I just bought a used Fluval Osaka 260 70-gallon tank from Craigslist. (
http://vancouver.en.craigslist.ca/pml/for/2457282054.html) I would like to ask for advice and share with fellow hobbyists my journey. This is the biggest tank I ever have. I have a 20 g for a few months and got hooked.

In order to haul 70-gallon tank back home, I need to empty the tank. There are over 4 inches of white sandy gravel and they are heavy. I still have to make another trip later today or tomorrow to haul back the stand.

In additional to crypts and some other plants, there is also a big piece of driftwood and Anubias and Java Moss attached to it.

I took the opportunity to give my new tank a good scrub. I put the fishes in my 20 g tank. It is good that there are not a lot of fishes (Leopard Pleco, platy's, cherry barbs, neon tetras, cardinal tetras) and there is no big fish so I put all the fishes in my 20 g tank and also started the Fluval 405 so that I get the bio-media going.

For the driftwood and plants I temporary put them in the sink of my laundry room. Turn on a desk top halogen light to give them some light.

The original substrate is white sandy gravel. I don't know exactly what it is. But it does not seem to be a good substrate to grow plant. Most of the plants in the tank are crypts which basically grow on any substrate. I am thinking this is the only chance i can replace the substrate. Once it is setup, it is hard to do anything wit it. I am still debating with myself. May be I use the existing substrate in the foreground and add new substrate in the mid and background in which i will grow for plants. By using some existing substrate, i can get the good bacteria too.
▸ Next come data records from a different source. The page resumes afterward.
use mysql_mcp_bridge::config::Config;
use mysql_mcp_bridge::connection::ConnectionManager;
use mysql_mcp_bridge::server::McpServer;
use mysql_mcp_bridge::Result;
use tokio::signal;
use tracing::{error, info};

#[tokio::main]
async fn main() -> Result<()> {
    // Load configuration first to get the log level
    let config = match Config::load() {
        Ok(config) => config,
        Err(e) => {
            // Initialize basic tracing for error reporting
            tracing_subscriber::fmt::init();
            error!("Failed to load configuration: {}", e.user_message());
            error!("Configuration error details: {}", e.detailed_message());
            return Err(e);
        }
    };

    // Initialize tracing with the configured log level
    let log_level = match config.server.log_level.to_lowercase().as_str() {
        "trace" => tracing::Level::TRACE,
        "debug" => tracing::Level::DEBUG,
        "info" => tracing::Level::INFO,
        "warn" => tracing::Level::WARN,
        "error" => tracing::Level::ERROR,
        _ => tracing::Level::INFO,
    };

    tracing_subscriber::fmt()
        .with_max_level(log_level)
        .init();

    info!("Starting MySQL MCP bridge");
    info!("Log level set to: {}", config.server.log_level);
    info!("Server will listen on port: {}", config.server.port);

    let manager = match &config.connection {
        Some(settings) => {
            info!(
                "Default connection configured: {}",
                settings.masked_summary()
            );
            ConnectionManager::with_default(settings.clone())
        }
        None => {
            info!("No default connection configured; waiting for connect tool");
            ConnectionManager::new()
        }
    };

    let server = McpServer::new(manager);

    // Establish the default connection eagerly; failure is not fatal
    server.auto_connect_on_startup().await;

    // Set up graceful shutdown handling
    let shutdown_signal = setup_shutdown_signal();

    let server_for_shutdown = server.clone();

    tokio::select! {
        result = server.start(config.server.port) => {
            match result {
                Ok(_) => {
                    info!("Server stopped normally");
                    Ok(())
                }
                Err(e) => {
                    error!("Server failed: {}", e.user_message());
                    error!("Server error details: {}", e.detailed_message());
                    Err(e)
                }
            }
        }
        _ = shutdown_signal => {
            info!("Shutdown signal received, stopping server gracefully");

            if let Err(e) = server_for_shutdown.shutdown().await {
                error!("Error during graceful shutdown: {}", e.user_message());
                // Continue with shutdown even if there are errors
            }

            info!("Server shutdown complete");
            Ok(())
        }
    }
}

/// Set up graceful shutdown signal handling
async fn setup_shutdown_signal() {
    let ctrl_c = async {
        signal::ctrl_c()
            .await
            .expect("Failed to install Ctrl+C handler");
    };

    #[cfg(unix)]
    let terminate = async {
        signal::unix::signal(signal::unix::SignalKind::terminate())
            .expect("Failed to install signal handler")
            .recv()
            .await;
    };

    #[cfg(not(unix))]
    let terminate = std::future::pending::<()>();

    tokio::select! {
        _ = ctrl_c => {
            info!("Received Ctrl+C signal");
        },
        _ = terminate => {
            info!("Received terminate signal");
        },
    }
}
Can you give me your opinion?

Photos uploaded to Flickr:

Gave my new tank a good scrub | Flickr - Photo Sharing!
All fishes crowded in my 20 g | Flickr - Photo Sharing!
Fluval 405 for 20 g = over-filtration. | Flickr - Photo Sharing!
driftwood and plants | Flickr - Photo Sharing!


----------



## tony1928 (Apr 22, 2010)

If there's a running filter that came with the setup, the media in there will already be seeded and you will be ready to go. If not, finding some media to seed your filter would be much better than just using the substrate. if the stock level is relatively low for a 70g, the tank should be able to cycle itself over a couple weeks.


----------



## PaulCheung (Apr 18, 2011)

The filter has been running until we took it down for transportation. 

The reason for considering a new substrate is because I want to grow more plants than what it has been.


----------



## monkE (Aug 4, 2010)

wow the new tank looks great! Can't wait to see it all set up. 

You are right that now is your chance to change the substrate to something more suitable for plant life. Root tabs will help if you use your existing sand, but eco-complete or ADA or flourite would be a much better choice especially if you want some higher maintenance plants. 

You could also layer the substrate if you'd like.


----------



## tony1928 (Apr 22, 2010)

If that's what you want to do, I would change out the substrate. The beneficial bacteria in there is not that substantial compared to bio media. 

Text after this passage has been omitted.